→ **Assignment**
After locating the line that contains "pub(super) struct Unions" in the records below, write out exactly that line and each line after it through the one that contains "let id = self.id;", and nothing else.

→ **Records supplied**
*** Block opens ***

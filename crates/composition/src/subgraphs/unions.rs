use super::*;

#[derive(Default)]
pub(super) struct Unions {
    members: BTreeSet<(DefinitionId, DefinitionId)>,
}

impl Subgraphs {
    /// Returns false when the member is already part of the union.
    pub(crate) fn push_union_member(&mut self, union_id: DefinitionId, member_id: DefinitionId) -> bool {
        self.unions.members.insert((union_id, member_id))
    }
}

impl<'a> DefinitionWalker<'a> {
    pub(crate) fn union_members(self) -> impl Iterator<Item = DefinitionWalker<'a>> + 'a {
        let id = self.id;
        self.subgraphs
            .unions
            .members
            .range((id, DefinitionId::MIN)..=(id, DefinitionId::MAX))
            .map(move |(_, member)| self.walk(*member))
    }
}
mod interface_conformance;

use crate::{
    subgraphs::{SubgraphId, BUILTIN_SCALARS},
    Subgraphs,
};

/// Cross-checks run once a subgraph is fully ingested: every referenced type
/// must be defined, and every type implementing an interface must conform to
/// it structurally.
pub(crate) fn validate_subgraph(subgraphs: &mut Subgraphs) {
    let subgraph_id = subgraphs.last_subgraph_id();

    validate_type_references(subgraphs, subgraph_id);
    interface_conformance::validate_interface_conformance(subgraphs, subgraph_id);
}

fn validate_type_references(subgraphs: &mut Subgraphs, subgraph_id: SubgraphId) {
    let mut errors = Vec::new();

    for reference in subgraphs.iter_type_references(subgraph_id) {
        let name = reference.as_str();

        if BUILTIN_SCALARS.contains(&name) {
            continue;
        }

        if subgraphs.definition_by_name_id(reference.id, subgraph_id).is_none() {
            errors.push(format!("The type `{name}` is referenced but not defined in the subgraph."));
        }
    }

    for error in errors {
        subgraphs.push_ingestion_diagnostic(subgraph_id, error);
    }
}
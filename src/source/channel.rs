use crate::domain::event::PaymentEvent;
use crate::source::EventSource;
use anyhow::{anyhow, Result};
use tokio::sync::mpsc;

#[derive(Clone)]
pub struct EventPublisher {
    tx: mpsc::Sender<PaymentEvent>,
}

impl EventPublisher {
    pub async fn publish(&self, event: PaymentEvent) -> Result<()> {
        self.tx
            .send(event)
            .await
            .map_err(|_| anyhow!("event subscription closed"))
    }

    pub fn is_closed(&self) -> bool {
        self.tx.is_closed()
    }
}

pub struct ChannelSource {
    rx: mpsc::Receiver<PaymentEvent>,
}

pub fn channel(capacity: usize) -> (EventPublisher, ChannelSource) {
    let (tx, rx) = mpsc::channel(capacity.max(1));
    (EventPublisher { tx }, ChannelSource { rx })
}

#[async_trait::async_trait]
impl EventSource for ChannelSource {
    fn name(&self) -> &'static str {
        "push"
    }

    async fn next_event(&mut self) -> Result<Option<PaymentEvent>> {
        Ok(self.rx.recv().await)
    }
}

#[cfg(test)]
mod tests {
    use super::*;
    use crate::domain::geofence::GeoPoint;

    #[tokio::test]
    async fn delivers_in_publish_order_then_closes() {
        let (publisher, mut source) = channel(8);
        let now = chrono::Utc::now();
        for amount in [1.0, 2.0, 3.0] {
            publisher
                .publish(PaymentEvent::new(GeoPoint::new(0.0, 0.0), amount, now))
                .await
                .unwrap();
        }
        drop(publisher);

        let mut seen = Vec::new();
        while let Some(event) = source.next_event().await.unwrap() {
            seen.push(event.amount);
        }
        assert_eq!(seen, vec![1.0, 2.0, 3.0]);
    }
}
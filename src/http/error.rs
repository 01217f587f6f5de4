use crate::error::CredentialError;
use axum::http::StatusCode;
use axum::response::{IntoResponse, Response};
use axum::Json;
use serde::Serialize;

#[derive(Debug, Serialize)]
pub struct ErrorEnvelope {
    pub error: ErrorPayload,
}

#[derive(Debug, Serialize)]
pub struct ErrorPayload {
    pub code: String,
    pub message: String,
    pub details: Option<String>,
}

pub fn error_response(status: StatusCode, code: &str, message: &str, details: Option<String>) -> Response {
    (
        status,
        Json(ErrorEnvelope {
            error: ErrorPayload {
                code: code.to_string(),
                message: message.to_string(),
                details,
            },
        }),
    )
        .into_response()
}

impl IntoResponse for CredentialError {
    fn into_response(self) -> Response {
        let status = match &self {
            CredentialError::Encoding(_) => StatusCode::INTERNAL_SERVER_ERROR,
            _ => StatusCode::UNPROCESSABLE_ENTITY,
        };
        error_response(status, self.code(), &self.to_string(), None)
    }
}
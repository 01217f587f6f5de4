use crate::heatmap::density::CellIntensity;
use crate::heatmap::grid::CellKey;
use serde::Serialize;
use std::collections::BTreeMap;

#[derive(Debug, Clone, Default, PartialEq, Serialize)]
pub struct SnapshotDiff {
    pub added: Vec<CellKey>,
    pub changed: Vec<CellKey>,
    pub removed: Vec<CellKey>,
}

impl SnapshotDiff {
    pub fn is_empty(&self) -> bool {
        self.added.is_empty() && self.changed.is_empty() && self.removed.is_empty()
    }
}

pub fn diff(previous: &[CellIntensity], next: &[CellIntensity]) -> SnapshotDiff {
    let before: BTreeMap<CellKey, f64> = previous.iter().map(|c| (c.cell, c.intensity)).collect();
    let after: BTreeMap<CellKey, f64> = next.iter().map(|c| (c.cell, c.intensity)).collect();

    let mut out = SnapshotDiff::default();
    for (key, intensity) in &after {
        match before.get(key) {
            None => out.added.push(*key),
            Some(old) if old != intensity => out.changed.push(*key),
            Some(_) => {}
        }
    }
    out.removed = before.keys().filter(|k| !after.contains_key(k)).copied().collect();
    out
}

#[cfg(test)]
mod tests {
    use super::*;

    fn cell(row: i64, intensity: f64) -> CellIntensity {
        CellIntensity {
            cell: CellKey { row, col: 0 },
            lat: 0.0,
            lon: 0.0,
            intensity,
            events: 1,
        }
    }

    #[test]
    fn identical_snapshots_have_no_diff() {
        let a = vec![cell(1, 5.0), cell(2, 7.0)];
        assert!(diff(&a, &a.clone()).is_empty());
    }

    #[test]
    fn classifies_changes() {
        let prev = vec![cell(1, 5.0), cell(2, 7.0)];
        let next = vec![cell(2, 9.0), cell(3, 1.0)];
        let d = diff(&prev, &next);
        assert_eq!(d.added, vec![CellKey { row: 3, col: 0 }]);
        assert_eq!(d.changed, vec![CellKey { row: 2, col: 0 }]);
        assert_eq!(d.removed, vec![CellKey { row: 1, col: 0 }]);
    }
}
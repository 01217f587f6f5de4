use crate::domain::geofence::GeofenceConstraint;
use crate::domain::geofence::GeoPoint;
use crate::domain::scan::PayeeIdentifier;
use crate::error::CredentialError;
use chrono::{DateTime, Utc};
use serde::Serialize;
use sha2::{Digest, Sha256};

pub const PAYLOAD_PREFIX: &str = "geoqr:v1:";

#[derive(Debug, Clone, PartialEq, Serialize)]
pub struct GeoCredential {
    payee: PayeeIdentifier,
    fence: GeofenceConstraint,
    issued_at: DateTime<Utc>,
}

#[derive(Serialize)]
struct CanonicalFence {
    lat: f64,
    lon: f64,
    radius_m: f64,
}

#[derive(Serialize)]
struct CanonicalBody<'a> {
    payee: &'a str,
    fence: CanonicalFence,
}

impl GeoCredential {
    pub fn payee(&self) -> &PayeeIdentifier {
        &self.payee
    }

    pub fn fence(&self) -> &GeofenceConstraint {
        &self.fence
    }

    pub fn issued_at(&self) -> DateTime<Utc> {
        self.issued_at
    }

    pub fn contains(&self, point: &GeoPoint) -> bool {
        self.fence.contains(point)
    }

    /// Payload handed to the QR renderer: prefix, canonical JSON of `{payee, fence}`, and a
    /// SHA-256 digest of that JSON. `issued_at` is not part of it.
    pub fn payload(&self) -> Result<String, CredentialError> {
        let body = CanonicalBody {
            payee: self.payee.as_str(),
            fence: CanonicalFence {
                lat: self.fence.center.lat,
                lon: self.fence.center.lon,
                radius_m: self.fence.radius_m,
            },
        };
        let json = serde_json::to_string(&body).map_err(|e| CredentialError::Encoding(e.to_string()))?;
        let mut hasher = Sha256::new();
        hasher.update(json.as_bytes());
        let digest = hex::encode(hasher.finalize());
        Ok(format!("{}{}#{}", PAYLOAD_PREFIX, json, digest))
    }
}

pub fn issue(payee: PayeeIdentifier, fence: GeofenceConstraint) -> Result<GeoCredential, CredentialError> {
    issue_at(payee, fence, Utc::now())
}

pub fn issue_at(
    payee: PayeeIdentifier,
    fence: GeofenceConstraint,
    issued_at: DateTime<Utc>,
) -> Result<GeoCredential, CredentialError> {
    fence.validate()?;
    let payee = payee.require_non_empty()?;
    Ok(GeoCredential {
        payee,
        fence,
        issued_at,
    })
}

pub fn verify_payload(payload: &str) -> bool {
    let Some(rest) = payload.strip_prefix(PAYLOAD_PREFIX) else {
        return false;
    };
    let Some((json, digest)) = rest.rsplit_once('#') else {
        return false;
    };
    let mut hasher = Sha256::new();
    hasher.update(json.as_bytes());
    hex::encode(hasher.finalize()) == digest
}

*** Block closes ***

→ **Answer below**
pub(super) struct Unions {
    members: BTreeSet<(DefinitionId, DefinitionId)>,
}

impl Subgraphs {
    /// Returns false when the member is already part of the union.
    pub(crate) fn push_union_member(&mut self, union_id: DefinitionId, member_id: DefinitionId) -> bool {
        self.unions.members.insert((union_id, member_id))
    }
}

impl<'a> DefinitionWalker<'a> {
    pub(crate) fn union_members(self) -> impl Iterator<Item = DefinitionWalker<'a>> + 'a {
        let id = self.id;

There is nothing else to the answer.